Placed between the alternatives of losing Magdalen’s society or betraying Mrs. Lecount, unenlightened by any suspicion of the housekeeper’s ultimate object, cowed by the immovable scrutiny of Captain Wragge’s inquiring eye, Noel Vanstone was not long in making his choice. He confusedly described his singular interview of the previous evening with Mrs. Lecount, and, taking the folded paper from his pocket, placed it in the captain’s hand.

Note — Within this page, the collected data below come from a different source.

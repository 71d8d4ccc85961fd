//! Pure placeholder resolution for the wrapper template.
//!
//! Placeholders look like `$({NAME})`. Resolution is a single left-to-right
//! pass, so substituted values are never re-scanned, and unknown names are
//! kept verbatim so a partial environment still produces a runnable wrapper.

use std::collections::BTreeMap;

pub const TOOLKIT: &str = "TOOLKIT";
pub const START_DIR: &str = "START_DIR";
pub const TEMP_DIR: &str = "TEMP_DIR";
pub const ROOT_PERMISSION: &str = "ROOT_PERMISSION";
pub const SDCARD_PATH: &str = "SDCARD_PATH";
pub const ANDROID_SDK: &str = "ANDROID_SDK";
/// Bound last, to the path the resolved wrapper itself is written to.
pub const EXECUTOR_PATH: &str = "EXECUTOR_PATH";

const OPEN: &str = "$({";
const CLOSE: &str = "})";

/// Render the placeholder token for `name`.
pub fn placeholder(name: &str) -> String {
    format!("{OPEN}{name}{CLOSE}")
}

/// Substitute every `$({KEY})` whose key is in `vars`. Carriage returns are
/// dropped first so templates authored on Windows still run.
pub fn resolve_template(template: &str, vars: &BTreeMap<String, String>) -> String {
    let template = template.replace('\r', "");
    let mut out = String::with_capacity(template.len());
    let mut rest = template.as_str();
    while let Some(start) = rest.find(OPEN) {
        out.push_str(&rest[..start]);
        let after = &rest[start + OPEN.len()..];
        let value = after
            .find(CLOSE)
            .and_then(|end| vars.get(&after[..end]).map(|value| (end, value)));
        match value {
            Some((end, value)) => {
                out.push_str(value);
                rest = &after[end + CLOSE.len()..];
            }
            None => {
                out.push_str(OPEN);
                rest = after;
            }
        }
    }
    out.push_str(rest);
    out
}

/// Second phase: bind `$({EXECUTOR_PATH})` to the wrapper's own location.
pub fn bind_executor_path(resolved: &str, executor_path: &str) -> String {
    resolved.replace(&placeholder(EXECUTOR_PATH), executor_path)
}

A suspicion of the truth dawned on Captain Wragge’s mind the moment he saw the mysterious note. He withdrew to the window before he opened it. The first lines that attracted his attention were these: “Oblige me, Mr. Noel, by comparing the young lady who is now in your company with the personal description which follows these lines, and which has been communicated to me by a friend. You shall know the name of the person described — which I have left a blank — as soon as the evidence of your own eyes has forced you to believe what you would refuse to credit on the unsupported testimony of Virginie Lecount.”

That was enough for the captain. Before he had read a word of the description itself, he knew what Mrs. Lecount had done, and felt, with a profound sense of humiliation, that his female enemy had taken him by surprise.

There was no time to think; the whole enterprise was threatened with irrevocable overthrow. The one resource in Captain Wragge’s present situation was to act instantly on the first impulse of his own audacity. Line by line he read on, and still the ready inventiveness which had never deserted him yet failed to answer the call made on it now. He came to the closing sentence — to the last words which mentioned the two little moles on Magdalen’s neck. At that crowning point of the description, an idea crossed his mind; his party-coloured eyes twinkled; his curly lips twisted up at the corners; Wragge was himself again. He wheeled round suddenly from the window, and looked Noel Vanstone straight in the face with a grimly-quiet suggestiveness of something serious to come.